Stored data:
|---|
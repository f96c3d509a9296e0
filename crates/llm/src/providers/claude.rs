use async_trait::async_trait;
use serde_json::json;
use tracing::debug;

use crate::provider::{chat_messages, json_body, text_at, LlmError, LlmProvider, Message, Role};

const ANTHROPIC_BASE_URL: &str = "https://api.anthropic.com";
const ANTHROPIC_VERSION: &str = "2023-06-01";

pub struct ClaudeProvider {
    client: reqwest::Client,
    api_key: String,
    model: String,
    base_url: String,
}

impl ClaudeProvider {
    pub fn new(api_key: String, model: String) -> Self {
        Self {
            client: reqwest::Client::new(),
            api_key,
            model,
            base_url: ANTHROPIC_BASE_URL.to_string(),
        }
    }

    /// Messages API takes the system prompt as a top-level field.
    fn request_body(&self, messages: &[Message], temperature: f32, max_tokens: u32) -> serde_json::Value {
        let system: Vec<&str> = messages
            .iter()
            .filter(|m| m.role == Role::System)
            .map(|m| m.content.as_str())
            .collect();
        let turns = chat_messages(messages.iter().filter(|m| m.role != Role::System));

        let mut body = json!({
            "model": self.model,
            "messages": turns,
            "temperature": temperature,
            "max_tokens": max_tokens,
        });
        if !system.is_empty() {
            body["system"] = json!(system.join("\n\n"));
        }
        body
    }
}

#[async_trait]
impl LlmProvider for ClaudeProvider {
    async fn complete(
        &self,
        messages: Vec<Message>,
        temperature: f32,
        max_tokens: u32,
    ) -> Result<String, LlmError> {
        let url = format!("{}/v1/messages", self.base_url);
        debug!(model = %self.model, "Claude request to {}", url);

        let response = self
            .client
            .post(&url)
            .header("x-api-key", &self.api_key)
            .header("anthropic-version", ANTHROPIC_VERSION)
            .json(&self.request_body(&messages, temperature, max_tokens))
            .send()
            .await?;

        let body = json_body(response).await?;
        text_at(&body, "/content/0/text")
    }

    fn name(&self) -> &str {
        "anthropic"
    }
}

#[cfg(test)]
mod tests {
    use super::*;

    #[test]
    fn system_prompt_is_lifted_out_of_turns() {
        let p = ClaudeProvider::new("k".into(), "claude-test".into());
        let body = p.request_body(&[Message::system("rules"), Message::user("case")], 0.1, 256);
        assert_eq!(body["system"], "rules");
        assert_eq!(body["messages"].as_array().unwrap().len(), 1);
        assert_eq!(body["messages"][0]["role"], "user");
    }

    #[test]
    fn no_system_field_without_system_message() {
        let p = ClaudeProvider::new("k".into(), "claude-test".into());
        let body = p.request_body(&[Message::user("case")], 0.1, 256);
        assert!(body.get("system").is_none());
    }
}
|---|
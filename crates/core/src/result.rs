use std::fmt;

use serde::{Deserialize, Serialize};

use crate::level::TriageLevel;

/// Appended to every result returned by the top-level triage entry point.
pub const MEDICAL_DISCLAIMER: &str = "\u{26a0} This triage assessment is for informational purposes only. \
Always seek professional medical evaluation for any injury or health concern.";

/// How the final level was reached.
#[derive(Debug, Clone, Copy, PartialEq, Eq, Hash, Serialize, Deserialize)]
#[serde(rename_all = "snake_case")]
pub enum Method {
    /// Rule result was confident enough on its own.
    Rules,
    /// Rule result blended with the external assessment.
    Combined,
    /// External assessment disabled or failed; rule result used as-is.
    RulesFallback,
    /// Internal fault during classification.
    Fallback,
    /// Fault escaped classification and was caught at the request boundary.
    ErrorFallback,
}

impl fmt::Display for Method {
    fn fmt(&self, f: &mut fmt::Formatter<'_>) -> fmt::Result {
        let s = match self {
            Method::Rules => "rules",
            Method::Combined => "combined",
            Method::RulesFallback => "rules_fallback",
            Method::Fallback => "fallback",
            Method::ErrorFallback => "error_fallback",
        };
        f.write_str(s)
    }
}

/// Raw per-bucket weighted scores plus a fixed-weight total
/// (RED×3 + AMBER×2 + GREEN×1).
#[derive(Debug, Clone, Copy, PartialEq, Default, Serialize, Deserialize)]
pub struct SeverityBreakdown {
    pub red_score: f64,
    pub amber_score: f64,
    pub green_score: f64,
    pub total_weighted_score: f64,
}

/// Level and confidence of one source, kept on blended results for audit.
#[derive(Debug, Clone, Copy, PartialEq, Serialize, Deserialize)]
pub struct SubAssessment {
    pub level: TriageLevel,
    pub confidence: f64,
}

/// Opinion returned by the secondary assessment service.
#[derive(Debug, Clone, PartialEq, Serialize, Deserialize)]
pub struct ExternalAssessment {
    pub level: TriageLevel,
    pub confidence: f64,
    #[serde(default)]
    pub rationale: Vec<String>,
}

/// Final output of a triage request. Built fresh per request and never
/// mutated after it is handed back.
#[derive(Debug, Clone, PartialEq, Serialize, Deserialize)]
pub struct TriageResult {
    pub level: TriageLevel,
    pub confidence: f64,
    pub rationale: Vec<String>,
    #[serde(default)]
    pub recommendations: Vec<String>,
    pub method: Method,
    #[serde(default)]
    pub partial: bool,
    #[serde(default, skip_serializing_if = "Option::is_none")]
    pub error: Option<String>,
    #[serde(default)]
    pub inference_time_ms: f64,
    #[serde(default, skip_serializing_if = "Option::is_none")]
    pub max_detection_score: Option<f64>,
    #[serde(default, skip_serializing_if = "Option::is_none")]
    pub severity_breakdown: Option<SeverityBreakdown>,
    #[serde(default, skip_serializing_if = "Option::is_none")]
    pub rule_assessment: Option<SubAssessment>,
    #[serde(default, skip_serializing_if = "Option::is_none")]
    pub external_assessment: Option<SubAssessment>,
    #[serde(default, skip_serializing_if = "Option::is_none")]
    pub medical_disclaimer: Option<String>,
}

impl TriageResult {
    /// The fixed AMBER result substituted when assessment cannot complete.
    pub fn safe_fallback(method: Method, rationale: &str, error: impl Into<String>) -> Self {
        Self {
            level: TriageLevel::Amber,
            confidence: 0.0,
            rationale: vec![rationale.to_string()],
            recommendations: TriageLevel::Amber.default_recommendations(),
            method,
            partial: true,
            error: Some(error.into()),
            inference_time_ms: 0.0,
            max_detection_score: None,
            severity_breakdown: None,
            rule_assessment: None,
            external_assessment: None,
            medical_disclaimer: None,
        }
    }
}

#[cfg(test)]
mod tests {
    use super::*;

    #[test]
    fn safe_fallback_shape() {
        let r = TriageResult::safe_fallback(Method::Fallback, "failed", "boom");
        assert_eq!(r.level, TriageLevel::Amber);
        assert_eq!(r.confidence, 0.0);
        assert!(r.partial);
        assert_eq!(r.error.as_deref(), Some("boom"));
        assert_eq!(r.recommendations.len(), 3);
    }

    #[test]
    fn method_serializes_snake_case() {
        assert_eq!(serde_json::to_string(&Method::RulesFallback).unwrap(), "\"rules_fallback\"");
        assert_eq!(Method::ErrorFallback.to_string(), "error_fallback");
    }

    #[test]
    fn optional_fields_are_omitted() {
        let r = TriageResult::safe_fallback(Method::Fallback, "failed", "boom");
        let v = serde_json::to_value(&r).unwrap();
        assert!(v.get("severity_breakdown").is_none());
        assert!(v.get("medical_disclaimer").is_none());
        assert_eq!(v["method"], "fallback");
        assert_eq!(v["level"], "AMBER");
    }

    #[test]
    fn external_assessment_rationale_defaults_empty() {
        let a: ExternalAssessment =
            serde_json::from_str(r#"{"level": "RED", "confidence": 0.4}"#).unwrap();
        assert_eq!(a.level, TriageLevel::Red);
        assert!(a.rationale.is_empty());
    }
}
|---|
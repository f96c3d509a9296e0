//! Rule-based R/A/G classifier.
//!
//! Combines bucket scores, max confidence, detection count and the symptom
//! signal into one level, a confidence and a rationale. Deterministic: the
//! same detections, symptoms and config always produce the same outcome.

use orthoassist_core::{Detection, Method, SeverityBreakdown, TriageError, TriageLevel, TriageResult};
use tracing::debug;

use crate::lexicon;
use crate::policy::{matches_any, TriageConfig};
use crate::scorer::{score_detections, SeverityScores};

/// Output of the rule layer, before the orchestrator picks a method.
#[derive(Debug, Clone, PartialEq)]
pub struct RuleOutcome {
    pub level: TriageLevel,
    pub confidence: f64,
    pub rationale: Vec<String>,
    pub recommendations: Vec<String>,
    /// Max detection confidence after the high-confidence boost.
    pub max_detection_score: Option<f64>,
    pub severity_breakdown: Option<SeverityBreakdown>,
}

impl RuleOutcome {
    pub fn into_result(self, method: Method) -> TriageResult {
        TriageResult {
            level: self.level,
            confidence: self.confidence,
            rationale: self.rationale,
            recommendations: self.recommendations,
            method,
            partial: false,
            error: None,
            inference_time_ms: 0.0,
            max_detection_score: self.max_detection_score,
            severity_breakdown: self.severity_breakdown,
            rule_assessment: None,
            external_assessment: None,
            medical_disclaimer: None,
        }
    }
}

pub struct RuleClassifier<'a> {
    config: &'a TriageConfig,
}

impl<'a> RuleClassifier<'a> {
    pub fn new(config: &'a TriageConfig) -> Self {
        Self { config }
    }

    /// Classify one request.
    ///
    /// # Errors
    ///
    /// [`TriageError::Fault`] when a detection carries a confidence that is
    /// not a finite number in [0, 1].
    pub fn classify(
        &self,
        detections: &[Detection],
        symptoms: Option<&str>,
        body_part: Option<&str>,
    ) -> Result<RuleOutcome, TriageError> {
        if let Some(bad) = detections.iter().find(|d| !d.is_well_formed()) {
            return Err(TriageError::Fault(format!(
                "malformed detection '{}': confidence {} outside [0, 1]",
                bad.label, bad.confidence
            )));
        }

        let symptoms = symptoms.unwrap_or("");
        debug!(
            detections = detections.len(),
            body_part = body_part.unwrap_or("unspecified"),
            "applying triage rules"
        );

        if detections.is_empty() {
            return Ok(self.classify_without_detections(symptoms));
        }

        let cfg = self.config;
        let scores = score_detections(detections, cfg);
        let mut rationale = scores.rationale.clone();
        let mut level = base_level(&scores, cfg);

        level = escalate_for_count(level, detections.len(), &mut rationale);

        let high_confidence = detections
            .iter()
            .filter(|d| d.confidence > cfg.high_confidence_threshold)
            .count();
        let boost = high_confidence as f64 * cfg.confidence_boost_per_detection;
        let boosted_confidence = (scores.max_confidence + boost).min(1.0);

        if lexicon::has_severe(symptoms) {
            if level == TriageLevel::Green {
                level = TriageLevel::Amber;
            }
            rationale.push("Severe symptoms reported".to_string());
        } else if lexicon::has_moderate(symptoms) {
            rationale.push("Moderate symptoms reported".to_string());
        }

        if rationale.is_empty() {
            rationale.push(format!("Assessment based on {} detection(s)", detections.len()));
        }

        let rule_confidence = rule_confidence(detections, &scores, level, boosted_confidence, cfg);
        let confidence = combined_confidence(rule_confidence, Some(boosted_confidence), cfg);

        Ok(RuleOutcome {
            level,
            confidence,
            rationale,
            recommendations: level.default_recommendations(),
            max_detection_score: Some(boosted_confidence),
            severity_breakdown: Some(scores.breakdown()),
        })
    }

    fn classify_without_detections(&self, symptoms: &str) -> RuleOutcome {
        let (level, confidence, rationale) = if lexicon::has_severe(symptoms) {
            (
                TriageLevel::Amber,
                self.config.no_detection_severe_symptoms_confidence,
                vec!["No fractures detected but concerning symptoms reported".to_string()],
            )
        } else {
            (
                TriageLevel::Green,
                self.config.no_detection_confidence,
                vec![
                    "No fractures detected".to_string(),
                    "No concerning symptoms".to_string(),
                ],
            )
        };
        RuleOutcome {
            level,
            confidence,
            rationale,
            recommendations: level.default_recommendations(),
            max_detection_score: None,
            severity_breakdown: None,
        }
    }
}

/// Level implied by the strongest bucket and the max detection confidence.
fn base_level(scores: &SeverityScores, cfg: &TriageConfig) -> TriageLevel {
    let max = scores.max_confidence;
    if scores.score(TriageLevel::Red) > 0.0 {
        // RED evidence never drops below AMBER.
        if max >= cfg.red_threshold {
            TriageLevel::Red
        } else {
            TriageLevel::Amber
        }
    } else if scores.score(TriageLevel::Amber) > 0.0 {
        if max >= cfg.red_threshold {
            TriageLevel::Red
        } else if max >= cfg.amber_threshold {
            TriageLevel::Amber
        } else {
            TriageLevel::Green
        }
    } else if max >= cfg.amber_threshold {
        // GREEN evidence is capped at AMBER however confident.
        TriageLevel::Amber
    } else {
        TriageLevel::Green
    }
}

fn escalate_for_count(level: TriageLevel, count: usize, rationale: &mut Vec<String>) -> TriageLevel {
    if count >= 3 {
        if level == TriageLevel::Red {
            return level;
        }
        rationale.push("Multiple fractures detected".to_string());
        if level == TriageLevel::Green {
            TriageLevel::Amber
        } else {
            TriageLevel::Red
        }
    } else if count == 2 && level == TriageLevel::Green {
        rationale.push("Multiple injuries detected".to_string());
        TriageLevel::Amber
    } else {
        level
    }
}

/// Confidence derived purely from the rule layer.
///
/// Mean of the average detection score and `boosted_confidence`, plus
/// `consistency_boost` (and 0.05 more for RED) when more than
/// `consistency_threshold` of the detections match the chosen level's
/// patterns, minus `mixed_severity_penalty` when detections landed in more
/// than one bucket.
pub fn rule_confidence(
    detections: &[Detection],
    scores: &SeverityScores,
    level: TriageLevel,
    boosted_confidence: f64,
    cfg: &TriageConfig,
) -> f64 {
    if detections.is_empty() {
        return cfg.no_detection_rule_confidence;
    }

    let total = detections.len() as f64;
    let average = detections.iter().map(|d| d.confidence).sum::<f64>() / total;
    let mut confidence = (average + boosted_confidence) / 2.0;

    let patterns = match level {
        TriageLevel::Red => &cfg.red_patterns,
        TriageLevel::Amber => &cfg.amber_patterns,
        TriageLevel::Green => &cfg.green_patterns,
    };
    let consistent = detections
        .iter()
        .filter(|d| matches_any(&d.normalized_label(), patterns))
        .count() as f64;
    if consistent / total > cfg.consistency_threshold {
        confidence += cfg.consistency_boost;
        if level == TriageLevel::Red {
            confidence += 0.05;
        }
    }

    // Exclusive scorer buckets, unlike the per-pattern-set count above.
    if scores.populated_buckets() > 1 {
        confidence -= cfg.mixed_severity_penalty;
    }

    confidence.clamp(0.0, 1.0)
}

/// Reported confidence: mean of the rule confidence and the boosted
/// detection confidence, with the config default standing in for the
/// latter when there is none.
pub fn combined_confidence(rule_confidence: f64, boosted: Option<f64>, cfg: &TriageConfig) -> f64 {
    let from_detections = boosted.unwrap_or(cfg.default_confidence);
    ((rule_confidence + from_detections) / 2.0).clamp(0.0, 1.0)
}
|---|
▸ **TASK**
Scan the entries and show every line in which the word "TriageConfig" is found.

▸ **SOLUTION FOR THIS EXERCISE**
use crate::policy::{matches_any, TriageConfig};
    config: &'a TriageConfig,
    pub fn new(config: &'a TriageConfig) -> Self {
fn base_level(scores: &SeverityScores, cfg: &TriageConfig) -> TriageLevel {
    cfg: &TriageConfig,
pub fn combined_confidence(rule_confidence: f64, boosted: Option<f64>, cfg: &TriageConfig) -> f64 {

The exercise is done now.